CHRISTIAN CHURCHES have been strong advocates for social justice overseas in the past, whether it be Poland, South Africa, El Salvador, or the Philippines. But each situation required different tactics. The complexities of the Israeli-Palestinian dispute invite a patient, subtle engagement.

Instead, some churches are planning to threaten divestment of stock in businesses that assist the Israeli occupation of Palestinian territories. This is counterproductive.

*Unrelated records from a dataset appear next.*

//! Value-to-color scaling: automatic or user-clipped bounds.

use serde::{Deserialize, Serialize};

use crate::error::{Error, Result};
use crate::grid::{CellValue, Grid2};

/// Closed value interval mapped onto the colormap.
#[derive(Debug, Clone, Copy, PartialEq)]
pub struct ClipRange {
    pub vmin: f64,
    pub vmax: f64,
}

impl ClipRange {
    pub const fn new(vmin: f64, vmax: f64) -> Self {
        Self { vmin, vmax }
    }

    /// `±fraction · abs_max`, the default manual clip for seismic amplitudes.
    pub fn symmetric(abs_max: f64, fraction: f64) -> Self {
        let half = abs_max.abs() * fraction;
        Self::new(-half, half)
    }

    /// Position of `v` in the range, clamped to `[0, 1]`.
    ///
    /// A zero-width range maps everything to the low end.
    #[inline]
    pub fn normalize(&self, v: f64) -> f64 {
        let span = self.vmax - self.vmin;
        if span > 0.0 {
            ((v - self.vmin) / span).clamp(0.0, 1.0)
        } else {
            0.0
        }
    }
}

#[derive(Debug, Clone, Copy, PartialEq, Default, Serialize, Deserialize)]
#[serde(tag = "mode", rename_all = "lowercase")]
pub enum ScaleMode {
    /// Bounds follow the min and max of the defined cells.
    #[default]
    Auto,
    Manual { vmin: f64, vmax: f64 },
}

impl ScaleMode {
    pub fn validate(&self) -> Result<()> {
        if let ScaleMode::Manual { vmin, vmax } = *self {
            if !(vmin.is_finite() && vmax.is_finite()) || vmin >= vmax {
                return Err(Error::InvalidConfig(format!(
                    "manual scale needs finite vmin < vmax, got {vmin}..{vmax}"
                )));
            }
        }
        Ok(())
    }

    /// Concrete bounds for `grid`; an all-undefined grid resolves to `0..0`.
    pub fn resolve<T: CellValue>(&self, grid: &Grid2<T>) -> ClipRange {
        match *self {
            ScaleMode::Manual { vmin, vmax } => ClipRange::new(vmin, vmax),
            ScaleMode::Auto => grid
                .stats()
                .map(|s| ClipRange::new(s.min, s.max))
                .unwrap_or(ClipRange::new(0.0, 0.0)),
        }
    }
}
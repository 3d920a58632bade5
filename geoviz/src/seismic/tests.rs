use super::*;

#[test]
fn test_ricker_peak_and_symmetry() {
    // Odd point count puts a sample exactly at t = 0.
    let wavelet = ricker_wavelet(25.0, 101, 0.1);
    assert_eq!(wavelet.len(), 101);
    assert!((wavelet[50] - 1.0).abs() < 1e-12);
    for i in 0..50 {
        assert!((wavelet[i] - wavelet[100 - i]).abs() < 1e-12);
    }
    assert!(wavelet.iter().all(|&v| v <= 1.0 + 1e-12));
}

#[test]
fn test_ricker_side_lobes_are_negative() {
    let f = 25.0;
    // Minimum of the Ricker wavelet sits at t = sqrt(3/2) / (pi f).
    let t_min = (1.5f64).sqrt() / (PI * f);
    let wavelet = ricker_wavelet(f, 3, t_min);
    assert!((wavelet[0] - wavelet[2]).abs() < 1e-12);
    assert!((wavelet[0] - (-2.0 * (-1.5f64).exp())).abs() < 1e-12);
}

#[test]
fn test_convolve_same_matches_centered_full() {
    // numpy.convolve([1, 2, 3, 4, 5], [1, 0, -1], "same") == [2, 2, 2, 2, -4]
    let out = convolve_same(&[1.0, 2.0, 3.0, 4.0, 5.0], &[1.0, 0.0, -1.0]);
    assert_eq!(out, vec![2.0, 2.0, 2.0, 2.0, -4.0]);
}

#[test]
fn test_convolve_same_even_kernel() {
    // numpy.convolve([1, 2, 3], [1, 1, 1, 1], "same") == [3, 6, 6, 5]
    let out = convolve_same(&[1.0, 2.0, 3.0], &[1.0, 1.0, 1.0, 1.0]);
    assert_eq!(out, vec![3.0, 6.0, 6.0, 5.0]);
}

#[test]
fn test_convolve_same_centers_impulse() {
    let mut spike = vec![0.0; 11];
    spike[5] = 1.0;
    let kernel = [0.25, 0.5, 0.25];
    let out = convolve_same(&spike, &kernel);
    assert_eq!(out[4..7], [0.25, 0.5, 0.25]);
}

#[test]
fn test_reflectivity_has_at_most_count_spikes() {
    let mut rng = StdRng::seed_from_u64(3);
    let trace = sparse_reflectivity(&mut rng, 500, 5);
    let spikes = trace.iter().filter(|&&v| v != 0.0).count();
    assert!((1..=5).contains(&spikes));
}

#[test]
fn test_section_shape_and_reproducibility() {
    let config = SectionConfig::default();
    let a = generate_section(&config).unwrap();
    let b = generate_section(&config).unwrap();

    assert_eq!(a.shape(), (500, 100));
    assert_eq!(a, b);
    assert!(a.abs_max().unwrap() > 0.0);

    let other = generate_section(&SectionConfig { seed: 7, ..config }).unwrap();
    assert_ne!(a, other);
}

#[test]
fn test_short_traces_keep_configured_length() {
    let config = SectionConfig {
        traces: 3,
        samples: 40,
        ..SectionConfig::default()
    };
    let section = generate_section(&config).unwrap();
    assert_eq!(section.shape(), (40, 3));
}

#[test]
fn test_invalid_section_config() {
    let config = SectionConfig {
        traces: 0,
        ..SectionConfig::default()
    };
    assert!(matches!(generate_section(&config), Err(Error::InvalidConfig(_))));

    let config = SectionConfig {
        dominant_frequency: -5.0,
        ..SectionConfig::default()
    };
    assert!(config.validate().is_err());
}

#[test]
fn test_trace_window_selects_columns() {
    let section = Grid2::from_fn(10, 4, |col, row| (col * 100 + row) as f64);
    let window = trace_window(&section, TraceRange::new(2, 5)).unwrap();

    assert_eq!(window.shape(), (4, 3));
    assert_eq!(window[(0, 0)], 200.0);
    assert_eq!(window[(2, 3)], 403.0);
}

#[test]
fn test_trace_window_rejects_bad_ranges() {
    let section = Grid2::new_filled(10, 4, 0.0);
    assert!(trace_window(&section, TraceRange::new(5, 5)).is_err());
    assert!(trace_window(&section, TraceRange::new(6, 2)).is_err());
    assert!(trace_window(&section, TraceRange::new(0, 11)).is_err());
    assert!(trace_window(&section, TraceRange::full(10)).is_ok());
}
//! Color mapping, rasterization and PNG export.

mod colormap;
mod export;
mod raster;
mod scale;

pub use colormap::{ColorStop, Colormap};
pub use export::save_png;
pub use raster::{
    color_scale, compose_horizontal, render_grid, with_color_scale, CellSize, Origin,
    RasterOptions,
};
pub use scale::{ClipRange, ScaleMode};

The Presbyterian Church (USA) announced earlier this month that it would insist that four US companies stop doing business that it considers helpful to the Israeli occupation. (Another company was singled out for supposedly being a conduit for Arab terrorist money.) If the companies do not agree to stop the objectionable business, the church would consider divesting itself of their stock. Millions of dollars in pension funds are at stake. This initiative is reminiscent of the successful campaign to divest from companies that did business in apartheid South Africa, though the church denies it is drawing a parallel. Jewish groups in the United States are outraged, and understandably so. Rabbi Abraham Cooper of the Simon Wiesenthal Center in Los Angeles called the action ''functionally anti-Semitic."

The divestment campaign by the American churches isn't prejudiced, but it is naive. Any action that implicitly compares Israel to apartheid South Africa is bound to cause offense among many Jews. It is also wrong. The Israeli-Palestinian conflict, heightened by the refusal of either side until recently to acknowledge the other's legitimacy, and by its entanglement in Mideast power politics, is far more complicated than the Afrikaners' attempt to maintain control over an overwhelmingly black society.

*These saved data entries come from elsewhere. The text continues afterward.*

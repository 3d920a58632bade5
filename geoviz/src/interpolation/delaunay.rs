//! Bowyer–Watson Delaunay triangulation of scattered points.
//!
//! Points are shifted and uniformly scaled into `[-1, 1]` before insertion;
//! uniform scaling keeps the Delaunay property, so the resulting connectivity
//! is valid for the original coordinates.

use std::collections::VecDeque;

use glam::DVec2;
use hashbrown::{HashMap, HashSet};

use crate::error::{Error, Result};
use crate::grid::Extent;

/// Half-size of the enclosing super-triangle in normalized coordinates.
const SUPER_RADIUS: f64 = 1.0e3;

/// Minimum distance from the fitted line (normalized units) for a point set
/// to count as non-collinear.
const COLLINEAR_EPS: f64 = 1e-10;

/// Slack for point-in-triangle tests on shared edges.
const CONTAINS_EPS: f64 = 1e-12;

/// Triangle vertex indices, counter-clockwise.
pub type TriangleIndices = [usize; 3];

#[derive(Debug, Clone)]
pub struct Triangulation {
    points: Vec<DVec2>,
    /// Index into the caller's slice for every vertex in `points`.
    source: Vec<usize>,
    triangles: Vec<TriangleIndices>,
}

impl Triangulation {
    /// Triangulates `points`; exact duplicates are collapsed (first one wins).
    ///
    /// Fails with `InsufficientData` for fewer than three distinct points and
    /// with `CollinearData` when they all lie on one line.
    pub fn new(points: &[DVec2]) -> Result<Self> {
        let source = distinct_indices(points);
        if source.len() < points.len() {
            log::warn!(
                "Dropped {} duplicate point(s) before triangulation",
                points.len() - source.len()
            );
        }
        if source.len() < 3 {
            return Err(Error::InsufficientData {
                count: source.len(),
            });
        }

        let points: Vec<DVec2> = source.iter().map(|&i| points[i]).collect();
        let normalized = normalize(&points);
        if is_collinear(&normalized) {
            return Err(Error::CollinearData {
                count: points.len(),
            });
        }

        let triangles = bowyer_watson(&normalized);
        log::debug!(
            "Triangulated {} points into {} triangles",
            points.len(),
            triangles.len()
        );

        Ok(Self {
            points,
            source,
            triangles,
        })
    }

    #[inline]
    pub fn points(&self) -> &[DVec2] {
        &self.points
    }

    #[inline]
    pub fn triangles(&self) -> &[TriangleIndices] {
        &self.triangles
    }

    /// Index of vertex `vertex` in the slice passed to [`Triangulation::new`].
    #[inline]
    pub fn source_index(&self, vertex: usize) -> usize {
        self.source[vertex]
    }

    pub fn corners(&self, triangle: TriangleIndices) -> [DVec2; 3] {
        triangle.map(|i| self.points[i])
    }
}

/// Indices of the first occurrence of every distinct coordinate pair.
pub(crate) fn distinct_indices(points: &[DVec2]) -> Vec<usize> {
    // `+ 0.0` folds -0.0 into 0.0 so both hash alike.
    let key = |p: DVec2| ((p.x + 0.0).to_bits(), (p.y + 0.0).to_bits());

    let mut seen = HashSet::with_capacity(points.len());
    points
        .iter()
        .enumerate()
        .filter(|(_, p)| seen.insert(key(**p)))
        .map(|(i, _)| i)
        .collect()
}

fn normalize(points: &[DVec2]) -> Vec<DVec2> {
    let Some(extent) = Extent::of_points(points.iter().copied()) else {
        return Vec::new();
    };
    let center = DVec2::new(
        0.5 * (extent.x_min + extent.x_max),
        0.5 * (extent.y_min + extent.y_max),
    );
    let half = 0.5 * extent.width().max(extent.height());
    let scale = if half > 0.0 { 1.0 / half } else { 1.0 };
    points.iter().map(|&p| (p - center) * scale).collect()
}

/// Twice the signed area of `abc`; positive when counter-clockwise.
#[inline]
pub(crate) fn orient(a: DVec2, b: DVec2, c: DVec2) -> f64 {
    (b - a).perp_dot(c - a)
}

/// Positive when `d` is strictly inside the circumcircle of CCW triangle `abc`.
#[inline]
fn in_circle(a: DVec2, b: DVec2, c: DVec2, d: DVec2) -> f64 {
    let ad = a - d;
    let bd = b - d;
    let cd = c - d;
    ad.length_squared() * bd.perp_dot(cd)
        + bd.length_squared() * cd.perp_dot(ad)
        + cd.length_squared() * ad.perp_dot(bd)
}

fn is_collinear(points: &[DVec2]) -> bool {
    let origin = points[0];
    let far = points
        .iter()
        .copied()
        .max_by(|a, b| {
            a.distance_squared(origin)
                .total_cmp(&b.distance_squared(origin))
        })
        .unwrap_or(origin);
    let baseline = (far - origin).length();
    if baseline == 0.0 {
        return true;
    }
    points
        .iter()
        .all(|&p| orient(origin, far, p).abs() <= COLLINEAR_EPS * baseline)
}

fn contains(tri: [DVec2; 3], p: DVec2) -> bool {
    orient(tri[0], tri[1], p) >= -CONTAINS_EPS
        && orient(tri[1], tri[2], p) >= -CONTAINS_EPS
        && orient(tri[2], tri[0], p) >= -CONTAINS_EPS
}

#[inline]
fn edges(t: TriangleIndices) -> [(usize, usize); 3] {
    [(t[0], t[1]), (t[1], t[2]), (t[2], t[0])]
}

fn bowyer_watson(points: &[DVec2]) -> Vec<TriangleIndices> {
    let n = points.len();
    let r = SUPER_RADIUS;
    let mut vertices = points.to_vec();
    vertices.push(DVec2::new(-r * 3f64.sqrt(), -r));
    vertices.push(DVec2::new(r * 3f64.sqrt(), -r));
    vertices.push(DVec2::new(0.0, 2.0 * r));

    let mut triangles: Vec<TriangleIndices> = vec![[n, n + 1, n + 2]];
    let corners = |t: &TriangleIndices, v: &[DVec2]| [v[t[0]], v[t[1]], v[t[2]]];

    for (pi, &p) in points.iter().enumerate() {
        let bad: Vec<usize> = (0..triangles.len())
            .filter(|&ti| {
                let [a, b, c] = corners(&triangles[ti], &vertices);
                in_circle(a, b, c, p) > 0.0
            })
            .collect();

        let Some(seed) = bad
            .iter()
            .copied()
            .find(|&ti| contains(corners(&triangles[ti], &vertices), p))
        else {
            log::warn!("Point {pi} could not be located in the triangulation; skipped");
            continue;
        };

        let owner: HashMap<(usize, usize), usize> = bad
            .iter()
            .flat_map(|&ti| edges(triangles[ti]).map(|e| (e, ti)))
            .collect();

        // Cavity: bad triangles reachable from the one holding `p`.
        let mut cavity = HashSet::new();
        let mut queue = VecDeque::from([seed]);
        cavity.insert(seed);
        while let Some(ti) = queue.pop_front() {
            for (a, b) in edges(triangles[ti]) {
                if let Some(&next) = owner.get(&(b, a)) {
                    if cavity.insert(next) {
                        queue.push_back(next);
                    }
                }
            }
        }

        let boundary: Vec<(usize, usize)> = cavity
            .iter()
            .flat_map(|&ti| edges(triangles[ti]))
            .filter(|&(a, b)| {
                owner
                    .get(&(b, a))
                    .is_none_or(|neighbor| !cavity.contains(neighbor))
            })
            .collect();

        let mut index = 0;
        triangles.retain(|_| {
            let keep = !cavity.contains(&index);
            index += 1;
            keep
        });
        triangles.extend(boundary.into_iter().map(|(a, b)| [a, b, pi]));
    }

    triangles.retain(|t| t.iter().all(|&v| v < n));
    triangles
}

#[cfg(test)]
mod tests {
    use rand::rngs::StdRng;
    use rand::{Rng, SeedableRng};

    use super::*;

    fn area(tri: [DVec2; 3]) -> f64 {
        0.5 * orient(tri[0], tri[1], tri[2])
    }

    #[test]
    fn square_splits_into_two_triangles() {
        let pts = [
            DVec2::new(0.0, 0.0),
            DVec2::new(1.0, 0.0),
            DVec2::new(0.0, 1.0),
            DVec2::new(1.0, 1.0),
        ];
        let tri = Triangulation::new(&pts).unwrap();
        assert_eq!(tri.triangles().len(), 2);
        let total: f64 = tri.triangles().iter().map(|&t| area(tri.corners(t))).sum();
        assert!((total - 1.0).abs() < 1e-12);
    }

    #[test]
    fn lattice_covers_its_hull() {
        let pts: Vec<DVec2> = (0..3)
            .flat_map(|y| (0..3).map(move |x| DVec2::new(x as f64, y as f64)))
            .collect();
        let tri = Triangulation::new(&pts).unwrap();
        assert_eq!(tri.triangles().len(), 8);
        let total: f64 = tri.triangles().iter().map(|&t| area(tri.corners(t))).sum();
        assert!((total - 4.0).abs() < 1e-12);
    }

    #[test]
    fn triangles_are_ccw_and_delaunay() {
        let mut rng = StdRng::seed_from_u64(7);
        let pts: Vec<DVec2> = (0..40)
            .map(|_| DVec2::new(rng.random_range(0.0..100.0), rng.random_range(0.0..50.0)))
            .collect();
        let tri = Triangulation::new(&pts).unwrap();
        assert!(!tri.triangles().is_empty());

        for &t in tri.triangles() {
            let [a, b, c] = tri.corners(t);
            assert!(orient(a, b, c) > 0.0);
            for (i, &p) in tri.points().iter().enumerate() {
                if t.contains(&i) {
                    continue;
                }
                // Relative tolerance: in_circle scales with the fourth power of length.
                assert!(in_circle(a, b, c, p) <= 1e-6, "point {i} inside circumcircle");
            }
        }
    }

    #[test]
    fn duplicates_are_collapsed_first_wins() {
        let pts = [
            DVec2::new(0.0, 0.0),
            DVec2::new(1.0, 0.0),
            DVec2::new(-0.0, 0.0),
            DVec2::new(0.0, 1.0),
        ];
        assert_eq!(distinct_indices(&pts), vec![0, 1, 3]);
        let tri = Triangulation::new(&pts).unwrap();
        assert_eq!(tri.points().len(), 3);
        assert_eq!(tri.source_index(2), 3);
        assert_eq!(tri.triangles().len(), 1);
    }

    #[test]
    fn too_few_distinct_points() {
        let pts = [DVec2::new(1.0, 1.0), DVec2::new(1.0, 1.0), DVec2::new(2.0, 0.0)];
        assert!(matches!(
            Triangulation::new(&pts),
            Err(Error::InsufficientData { count: 2 })
        ));
        assert!(matches!(
            Triangulation::new(&[]),
            Err(Error::InsufficientData { count: 0 })
        ));
    }

    #[test]
    fn collinear_points_are_rejected() {
        let pts: Vec<DVec2> = (0..5)
            .map(|i| DVec2::new(i as f64 * 0.1, i as f64 * 0.3))
            .collect();
        assert!(matches!(
            Triangulation::new(&pts),
            Err(Error::CollinearData { count: 5 })
        ));
    }
}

The Presbyterian action appears to be part of a worrisome trend. The United Church of Christ voted to consider various forms of economic leverage in the Mideast conflict last month. The Episcopal Church has begun a study on ''what corporate actions might be appropriate." The World Council of Churches last February encouraged its member churches to apply economic pressure.

These churches ought to heed the example of M. Thomas Shaw, Episcopal bishop of Massachusetts and a supporter of Palestinian rights. He rejects divestment, especially now, when Israel is pulling out of Gaza and Palestinians have chosen moderate leadership. ''Because the economies of Israel and Palestine are so closely intertwined, divestment is actually counterproductive for the Palestinian people," he said in a May statement.

Rather than divesting from Israel, a better strategy for American churches concerned about peace in the Mideast would be to invest in the future of a Palestinian state.